Meshell Ndegéocello was mixing conscious lyrics, hip-hop aesthetics and neo-soul vocal stylings long before Lauryn Hill, Erykah Badu or Jill Scott. Way back in 1993, her Plantation Lullabies drew the template these later and more commercially successful artists would follow. While they have been blessed with the greenbacks, Meshell remains artistically non-pareil.

Indeed, I would argue that Meshell Ndegéocello synthesizes the scope and history of black music more successfully than any other artist at work today. From gospel to go-go, funk to soul, hip hop to jazz, blues to balladry, her music seamlessly weaves these threads into something that feels, well, important in a way very little pop music does these days.

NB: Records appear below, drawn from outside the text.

//! Diagnostic records and the closed rule-id enumeration.

#[derive(Clone, Copy, Debug, PartialEq, Eq, PartialOrd, Ord)]
pub enum Severity {
    Info,
    Warning,
    Error,
}

impl Severity {
    pub fn as_str(self) -> &'static str {
        match self {
            Severity::Info => "info",
            Severity::Warning => "warning",
            Severity::Error => "error",
        }
    }

    /// SARIF levels: `note` for info, otherwise as-is.
    pub fn sarif_level(self) -> &'static str {
        match self {
            Severity::Info => "note",
            Severity::Warning => "warning",
            Severity::Error => "error",
        }
    }
}

/// Stable rule identifiers, one per diagnostic family.
#[derive(Clone, Copy, Debug, PartialEq, Eq, PartialOrd, Ord, Hash)]
pub enum RuleId {
    StackOverflow,
    RecursiveFunction,
    InfiniteRecursion,
    DynamicAlloca,
    AllocaOversizedConstant,
    AllocaUserControlled,
    AllocaRecursiveControlled,
    AllocaInfiniteRecursive,
    StackBufferOverflowUpper,
    StackBufferOverflowLower,
    StackBufferOverflowConstant,
    MultipleStoresInfo,
    InvalidBaseReconstructionError,
    InvalidBaseReconstructionWarning,
    MemIntrinsicOverflow,
    SizeMinusKWrite,
    StackPointerEscapeReturn,
    StackPointerEscapeStoreGlobal,
    StackPointerEscapeStoreUnknown,
    StackPointerEscapeCallArg,
    StackPointerEscapeCallCallback,
    ConstParameterNotModifiedPointer,
    ConstParameterNotModifiedPointerConstOnly,
    ConstParameterNotModifiedReference,
    ConstParameterNotModifiedReferenceRvalue,
    ConstParameterNotModifiedReferenceRvaluePreferValue,
    DuplicateIfCondition,
}

impl RuleId {
    pub fn as_str(self) -> &'static str {
        match self {
            RuleId::StackOverflow => "StackOverflow",
            RuleId::RecursiveFunction => "RecursiveFunction",
            RuleId::InfiniteRecursion => "InfiniteRecursion",
            RuleId::DynamicAlloca => "DynamicAlloca",
            RuleId::AllocaOversizedConstant => "AllocaOversizedConstant",
            RuleId::AllocaUserControlled => "AllocaUserControlled",
            RuleId::AllocaRecursiveControlled => "AllocaRecursiveControlled",
            RuleId::AllocaInfiniteRecursive => "AllocaInfiniteRecursive",
            RuleId::StackBufferOverflowUpper => "StackBufferOverflow.Upper",
            RuleId::StackBufferOverflowLower => "StackBufferOverflow.Lower",
            RuleId::StackBufferOverflowConstant => "StackBufferOverflow.Constant",
            RuleId::MultipleStoresInfo => "MultipleStoresInfo",
            RuleId::InvalidBaseReconstructionError => "InvalidBaseReconstruction.Error",
            RuleId::InvalidBaseReconstructionWarning => "InvalidBaseReconstruction.Warning",
            RuleId::MemIntrinsicOverflow => "MemIntrinsicOverflow",
            RuleId::SizeMinusKWrite => "SizeMinusKWrite",
            RuleId::StackPointerEscapeReturn => "StackPointerEscape.Return",
            RuleId::StackPointerEscapeStoreGlobal => "StackPointerEscape.StoreGlobal",
            RuleId::StackPointerEscapeStoreUnknown => "StackPointerEscape.StoreUnknown",
            RuleId::StackPointerEscapeCallArg => "StackPointerEscape.CallArg",
            RuleId::StackPointerEscapeCallCallback => "StackPointerEscape.CallCallback",
            RuleId::ConstParameterNotModifiedPointer => "ConstParameterNotModified.Pointer",
            RuleId::ConstParameterNotModifiedPointerConstOnly => {
                "ConstParameterNotModified.PointerConstOnly"
            }
            RuleId::ConstParameterNotModifiedReference => "ConstParameterNotModified.Reference",
            RuleId::ConstParameterNotModifiedReferenceRvalue => {
                "ConstParameterNotModified.ReferenceRvalue"
            }
            RuleId::ConstParameterNotModifiedReferenceRvaluePreferValue => {
                "ConstParameterNotModified.ReferenceRvaluePreferValue"
            }
            RuleId::DuplicateIfCondition => "DuplicateIfCondition",
        }
    }
}

/// One reported finding, already decorated with its source location.
#[derive(Clone, Debug)]
pub struct Diagnostic {
    pub severity: Severity,
    pub rule_id: RuleId,
    pub file_path: String,
    pub func_name: String,
    pub line: u32,
    pub column: u32,
    pub end_line: u32,
    pub end_column: u32,
    pub message: String,
    /// Intermediate variable names from the allocation to the pointer of
    /// interest, allocation first.
    pub alias_path: Vec<String>,
}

Her 1996 masterpiece, Peace Beyond Passion, coiled Meshell’s sinuous bass playing and confessional lyrics around blaxploitation guitars and Joshua Redmon’s knotty tenor sax lines. Bitter, her more acoustic 1999 offering, was an elegaic rumination on love and faith lost.

Meshell’s latest release, Cookie: The Anthropological Mixtapes, is a thicker joint that takes “bass is the place” as its working motto. Bottom-heavy and happy about it, Cookie’s 19 cuts pare Meshell’s vast musical vocabulary with her various personal and political concerns. “Dead Nigga Boulevard, Pt. 1” is a wicked rip on thug life and its depredations while “Pocket Book” swings with insouciance through a woman’s search for balance.

Scattered liberally throughout the songs are recorded snippets, long and short, of Angela Davis, Gil Scott Heron, June Jordan and various other poets and politicos. As it invariably will, this technique interrupts the aesthetic space of “song” and pushes the proceedings into another sphere, something more like spoken-word with musical accompaniment.

And that, in fact, is the central gambit of Cookie, which listens more like a scrapbook or sketchbook than a collection of well-formed songs. It’s interesting, even compelling, but also sprawling and meandering and lacking the shapeliness of her earlier works. Devotees will go with it, but for those seeking an introduction to Meshell, Peace Beyond Passion remains her high water mark.